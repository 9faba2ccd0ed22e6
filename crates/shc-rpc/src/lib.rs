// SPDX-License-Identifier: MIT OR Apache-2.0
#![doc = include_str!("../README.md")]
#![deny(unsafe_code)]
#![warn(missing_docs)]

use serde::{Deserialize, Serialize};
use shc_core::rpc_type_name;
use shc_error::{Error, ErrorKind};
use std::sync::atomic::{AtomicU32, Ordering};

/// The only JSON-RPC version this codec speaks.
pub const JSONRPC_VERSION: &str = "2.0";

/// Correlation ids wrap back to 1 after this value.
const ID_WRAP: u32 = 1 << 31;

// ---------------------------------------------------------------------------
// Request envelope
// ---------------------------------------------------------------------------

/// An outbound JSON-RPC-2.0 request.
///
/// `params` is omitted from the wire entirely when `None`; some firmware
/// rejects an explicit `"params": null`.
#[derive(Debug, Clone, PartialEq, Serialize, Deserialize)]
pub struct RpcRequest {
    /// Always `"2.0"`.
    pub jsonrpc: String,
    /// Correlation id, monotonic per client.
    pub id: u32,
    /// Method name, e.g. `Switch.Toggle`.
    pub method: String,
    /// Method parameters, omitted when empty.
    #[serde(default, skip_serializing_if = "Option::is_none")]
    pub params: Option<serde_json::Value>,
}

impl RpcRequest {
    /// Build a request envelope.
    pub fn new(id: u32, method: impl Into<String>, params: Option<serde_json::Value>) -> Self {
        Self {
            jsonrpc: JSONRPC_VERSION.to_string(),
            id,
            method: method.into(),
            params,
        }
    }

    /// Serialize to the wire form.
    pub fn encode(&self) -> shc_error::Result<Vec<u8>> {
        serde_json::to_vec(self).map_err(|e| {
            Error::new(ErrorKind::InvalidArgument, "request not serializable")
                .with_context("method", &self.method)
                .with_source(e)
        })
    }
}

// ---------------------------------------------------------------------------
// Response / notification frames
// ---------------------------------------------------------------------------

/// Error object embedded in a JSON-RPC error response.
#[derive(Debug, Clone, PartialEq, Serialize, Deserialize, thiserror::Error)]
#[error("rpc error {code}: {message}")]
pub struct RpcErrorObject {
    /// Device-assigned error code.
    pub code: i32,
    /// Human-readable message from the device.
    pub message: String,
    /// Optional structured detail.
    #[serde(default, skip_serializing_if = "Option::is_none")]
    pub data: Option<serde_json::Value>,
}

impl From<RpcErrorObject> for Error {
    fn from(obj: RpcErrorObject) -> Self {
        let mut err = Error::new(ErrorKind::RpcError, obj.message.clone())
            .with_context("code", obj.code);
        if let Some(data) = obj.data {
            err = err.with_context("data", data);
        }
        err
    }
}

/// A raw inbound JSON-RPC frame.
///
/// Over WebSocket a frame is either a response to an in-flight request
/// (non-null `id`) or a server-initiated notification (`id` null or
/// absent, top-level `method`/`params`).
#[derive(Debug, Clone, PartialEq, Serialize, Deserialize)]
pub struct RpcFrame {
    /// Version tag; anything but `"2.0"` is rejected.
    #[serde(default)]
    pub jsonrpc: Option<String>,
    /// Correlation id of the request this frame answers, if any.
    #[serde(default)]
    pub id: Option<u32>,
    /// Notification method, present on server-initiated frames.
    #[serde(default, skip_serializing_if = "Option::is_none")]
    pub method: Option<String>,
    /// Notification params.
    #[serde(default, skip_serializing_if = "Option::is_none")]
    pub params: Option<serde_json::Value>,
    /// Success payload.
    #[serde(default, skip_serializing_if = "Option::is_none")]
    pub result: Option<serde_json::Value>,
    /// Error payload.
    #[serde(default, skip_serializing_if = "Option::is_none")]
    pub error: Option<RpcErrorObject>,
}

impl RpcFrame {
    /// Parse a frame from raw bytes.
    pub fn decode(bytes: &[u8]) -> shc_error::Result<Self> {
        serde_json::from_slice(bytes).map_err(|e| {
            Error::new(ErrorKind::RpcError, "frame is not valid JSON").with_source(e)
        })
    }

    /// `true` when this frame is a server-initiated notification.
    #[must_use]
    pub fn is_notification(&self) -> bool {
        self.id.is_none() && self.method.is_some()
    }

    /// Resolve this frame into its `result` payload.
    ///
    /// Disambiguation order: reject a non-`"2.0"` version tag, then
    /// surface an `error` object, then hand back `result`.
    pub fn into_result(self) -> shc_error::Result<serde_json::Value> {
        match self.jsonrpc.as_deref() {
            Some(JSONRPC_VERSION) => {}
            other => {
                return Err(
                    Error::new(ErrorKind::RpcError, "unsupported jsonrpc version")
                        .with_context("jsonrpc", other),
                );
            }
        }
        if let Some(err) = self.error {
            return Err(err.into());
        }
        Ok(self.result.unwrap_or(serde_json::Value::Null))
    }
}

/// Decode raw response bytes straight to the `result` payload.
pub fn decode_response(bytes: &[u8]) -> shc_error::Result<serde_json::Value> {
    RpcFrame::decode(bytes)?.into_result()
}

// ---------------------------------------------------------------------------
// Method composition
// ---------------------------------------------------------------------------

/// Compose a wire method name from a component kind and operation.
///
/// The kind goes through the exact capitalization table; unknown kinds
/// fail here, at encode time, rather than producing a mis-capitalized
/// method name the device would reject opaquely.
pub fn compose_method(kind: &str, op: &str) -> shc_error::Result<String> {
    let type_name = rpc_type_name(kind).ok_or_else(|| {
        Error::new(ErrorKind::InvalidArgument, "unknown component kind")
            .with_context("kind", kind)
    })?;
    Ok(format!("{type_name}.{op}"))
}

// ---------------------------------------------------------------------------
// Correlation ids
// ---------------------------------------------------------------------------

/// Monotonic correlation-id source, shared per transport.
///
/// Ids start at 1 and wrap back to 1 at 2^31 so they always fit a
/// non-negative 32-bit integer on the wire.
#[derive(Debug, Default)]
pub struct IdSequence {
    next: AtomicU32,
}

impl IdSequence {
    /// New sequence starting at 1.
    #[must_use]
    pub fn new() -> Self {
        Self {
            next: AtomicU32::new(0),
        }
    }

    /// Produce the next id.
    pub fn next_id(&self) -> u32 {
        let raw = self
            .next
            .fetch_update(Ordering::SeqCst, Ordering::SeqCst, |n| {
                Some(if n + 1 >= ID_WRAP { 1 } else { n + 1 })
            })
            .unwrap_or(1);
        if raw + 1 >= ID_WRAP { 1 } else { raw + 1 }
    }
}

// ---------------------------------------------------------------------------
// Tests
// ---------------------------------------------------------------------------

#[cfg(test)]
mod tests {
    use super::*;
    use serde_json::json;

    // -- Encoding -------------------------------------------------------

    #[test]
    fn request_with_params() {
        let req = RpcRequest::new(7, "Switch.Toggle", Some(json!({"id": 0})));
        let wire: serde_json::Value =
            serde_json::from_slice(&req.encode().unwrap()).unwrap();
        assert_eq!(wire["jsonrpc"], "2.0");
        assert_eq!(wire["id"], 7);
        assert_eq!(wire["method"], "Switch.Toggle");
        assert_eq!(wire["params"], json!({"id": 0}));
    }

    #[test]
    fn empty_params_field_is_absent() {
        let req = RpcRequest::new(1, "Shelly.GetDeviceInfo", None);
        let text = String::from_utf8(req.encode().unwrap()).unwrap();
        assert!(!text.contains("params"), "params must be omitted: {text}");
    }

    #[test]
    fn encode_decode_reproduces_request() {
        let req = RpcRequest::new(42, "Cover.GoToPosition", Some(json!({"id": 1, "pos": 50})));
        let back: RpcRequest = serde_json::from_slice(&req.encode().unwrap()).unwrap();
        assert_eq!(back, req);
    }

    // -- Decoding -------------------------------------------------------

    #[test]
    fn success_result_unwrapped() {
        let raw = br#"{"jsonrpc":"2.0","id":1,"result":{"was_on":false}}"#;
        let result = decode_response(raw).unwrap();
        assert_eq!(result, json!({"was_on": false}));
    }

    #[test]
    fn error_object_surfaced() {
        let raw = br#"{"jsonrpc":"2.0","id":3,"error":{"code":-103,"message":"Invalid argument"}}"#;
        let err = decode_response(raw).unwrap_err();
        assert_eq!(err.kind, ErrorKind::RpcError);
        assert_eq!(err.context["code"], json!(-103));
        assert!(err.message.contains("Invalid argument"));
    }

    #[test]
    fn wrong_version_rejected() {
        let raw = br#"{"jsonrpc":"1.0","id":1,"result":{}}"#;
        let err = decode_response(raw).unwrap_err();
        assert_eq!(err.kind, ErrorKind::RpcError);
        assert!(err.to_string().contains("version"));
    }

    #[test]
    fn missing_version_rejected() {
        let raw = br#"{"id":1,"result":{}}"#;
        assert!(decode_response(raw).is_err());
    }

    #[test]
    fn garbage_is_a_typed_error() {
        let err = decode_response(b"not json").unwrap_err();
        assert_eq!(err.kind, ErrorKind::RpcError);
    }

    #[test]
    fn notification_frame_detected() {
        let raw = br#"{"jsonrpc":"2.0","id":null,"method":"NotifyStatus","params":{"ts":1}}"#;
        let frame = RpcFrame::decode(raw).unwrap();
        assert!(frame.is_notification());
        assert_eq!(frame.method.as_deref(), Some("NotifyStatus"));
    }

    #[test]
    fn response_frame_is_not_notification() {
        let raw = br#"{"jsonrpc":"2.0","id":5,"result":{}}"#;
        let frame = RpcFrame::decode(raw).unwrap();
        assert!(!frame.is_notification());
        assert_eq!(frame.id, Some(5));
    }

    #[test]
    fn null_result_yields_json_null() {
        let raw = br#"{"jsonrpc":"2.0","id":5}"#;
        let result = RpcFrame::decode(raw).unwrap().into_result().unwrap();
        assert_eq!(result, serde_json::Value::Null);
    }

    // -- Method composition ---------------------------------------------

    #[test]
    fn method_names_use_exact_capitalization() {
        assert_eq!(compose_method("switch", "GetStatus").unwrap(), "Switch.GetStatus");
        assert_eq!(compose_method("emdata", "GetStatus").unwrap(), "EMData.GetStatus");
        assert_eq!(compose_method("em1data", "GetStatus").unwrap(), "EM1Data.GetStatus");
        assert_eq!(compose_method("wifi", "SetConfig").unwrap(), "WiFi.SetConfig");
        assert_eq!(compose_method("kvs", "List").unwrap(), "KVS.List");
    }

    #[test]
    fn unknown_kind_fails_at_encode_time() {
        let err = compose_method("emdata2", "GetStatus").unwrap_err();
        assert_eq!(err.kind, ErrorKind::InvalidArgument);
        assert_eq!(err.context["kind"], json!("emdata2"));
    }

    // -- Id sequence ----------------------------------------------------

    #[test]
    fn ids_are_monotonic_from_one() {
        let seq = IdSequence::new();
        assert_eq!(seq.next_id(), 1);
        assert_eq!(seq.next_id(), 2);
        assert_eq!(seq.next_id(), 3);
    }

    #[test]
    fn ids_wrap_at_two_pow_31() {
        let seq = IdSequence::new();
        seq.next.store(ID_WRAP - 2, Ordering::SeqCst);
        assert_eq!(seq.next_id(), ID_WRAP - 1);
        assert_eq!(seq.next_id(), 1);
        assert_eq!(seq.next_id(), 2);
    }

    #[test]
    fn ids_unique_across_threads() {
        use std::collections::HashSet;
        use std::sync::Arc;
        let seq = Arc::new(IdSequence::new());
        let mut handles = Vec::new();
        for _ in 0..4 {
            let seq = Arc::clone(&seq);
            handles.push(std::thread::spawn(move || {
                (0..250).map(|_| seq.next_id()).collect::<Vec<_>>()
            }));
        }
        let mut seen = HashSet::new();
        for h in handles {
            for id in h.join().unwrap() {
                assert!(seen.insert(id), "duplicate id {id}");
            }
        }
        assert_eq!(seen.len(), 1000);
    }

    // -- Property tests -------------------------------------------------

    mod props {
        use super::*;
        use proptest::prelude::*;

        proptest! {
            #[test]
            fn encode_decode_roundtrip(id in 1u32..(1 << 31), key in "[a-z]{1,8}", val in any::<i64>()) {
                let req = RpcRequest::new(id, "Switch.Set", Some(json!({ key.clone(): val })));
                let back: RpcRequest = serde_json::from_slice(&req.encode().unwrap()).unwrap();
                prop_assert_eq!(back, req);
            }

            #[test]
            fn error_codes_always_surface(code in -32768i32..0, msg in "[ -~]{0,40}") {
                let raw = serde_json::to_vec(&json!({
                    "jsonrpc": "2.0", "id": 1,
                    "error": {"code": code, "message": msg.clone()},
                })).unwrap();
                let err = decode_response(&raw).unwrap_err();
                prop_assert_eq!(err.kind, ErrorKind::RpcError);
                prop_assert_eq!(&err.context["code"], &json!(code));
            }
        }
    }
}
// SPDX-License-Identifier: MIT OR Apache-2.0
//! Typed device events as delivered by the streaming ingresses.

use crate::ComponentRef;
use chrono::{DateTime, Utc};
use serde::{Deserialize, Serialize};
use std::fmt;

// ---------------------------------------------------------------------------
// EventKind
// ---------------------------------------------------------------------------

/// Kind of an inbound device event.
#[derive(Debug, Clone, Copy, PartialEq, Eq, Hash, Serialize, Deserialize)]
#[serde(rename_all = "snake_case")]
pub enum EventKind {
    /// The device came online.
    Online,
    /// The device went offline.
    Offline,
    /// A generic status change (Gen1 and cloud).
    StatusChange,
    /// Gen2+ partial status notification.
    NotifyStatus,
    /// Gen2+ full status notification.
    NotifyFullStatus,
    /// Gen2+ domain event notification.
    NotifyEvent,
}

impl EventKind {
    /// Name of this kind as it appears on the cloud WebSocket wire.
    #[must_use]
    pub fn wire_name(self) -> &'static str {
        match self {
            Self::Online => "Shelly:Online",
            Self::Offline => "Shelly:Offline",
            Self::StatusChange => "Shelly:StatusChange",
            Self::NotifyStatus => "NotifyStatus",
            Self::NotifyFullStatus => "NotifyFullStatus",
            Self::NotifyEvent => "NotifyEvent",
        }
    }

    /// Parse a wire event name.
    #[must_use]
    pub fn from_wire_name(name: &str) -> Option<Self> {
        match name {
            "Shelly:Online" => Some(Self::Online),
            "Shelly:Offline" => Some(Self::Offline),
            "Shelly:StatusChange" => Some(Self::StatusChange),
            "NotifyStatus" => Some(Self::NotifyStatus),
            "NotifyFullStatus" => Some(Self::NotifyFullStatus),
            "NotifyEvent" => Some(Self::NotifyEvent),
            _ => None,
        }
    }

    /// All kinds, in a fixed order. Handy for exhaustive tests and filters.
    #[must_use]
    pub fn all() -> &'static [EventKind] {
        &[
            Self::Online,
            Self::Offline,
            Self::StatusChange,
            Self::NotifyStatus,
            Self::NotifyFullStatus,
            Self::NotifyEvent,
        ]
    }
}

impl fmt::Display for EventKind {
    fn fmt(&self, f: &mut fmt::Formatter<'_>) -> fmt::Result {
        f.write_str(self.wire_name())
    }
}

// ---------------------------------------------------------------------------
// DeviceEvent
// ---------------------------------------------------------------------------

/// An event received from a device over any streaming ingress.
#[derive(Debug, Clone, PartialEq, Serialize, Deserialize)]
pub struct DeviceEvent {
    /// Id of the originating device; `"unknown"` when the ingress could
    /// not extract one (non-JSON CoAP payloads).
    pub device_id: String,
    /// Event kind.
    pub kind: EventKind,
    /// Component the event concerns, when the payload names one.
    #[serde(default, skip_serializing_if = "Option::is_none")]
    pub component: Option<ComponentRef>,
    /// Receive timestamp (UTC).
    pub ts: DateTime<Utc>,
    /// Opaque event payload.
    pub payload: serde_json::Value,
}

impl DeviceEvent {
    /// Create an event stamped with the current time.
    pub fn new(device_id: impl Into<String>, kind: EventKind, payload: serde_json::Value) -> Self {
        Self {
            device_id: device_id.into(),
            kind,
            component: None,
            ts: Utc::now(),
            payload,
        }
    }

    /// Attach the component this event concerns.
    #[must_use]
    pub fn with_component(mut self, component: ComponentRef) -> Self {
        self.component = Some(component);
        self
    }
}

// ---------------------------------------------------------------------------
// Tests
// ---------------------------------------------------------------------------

> [Description of the task]: Return every line from the entries above that contains the word "NotifyEvent".

> [Your response]:
    NotifyEvent,
            Self::NotifyEvent => "NotifyEvent",
            "NotifyEvent" => Some(Self::NotifyEvent),
            Self::NotifyEvent,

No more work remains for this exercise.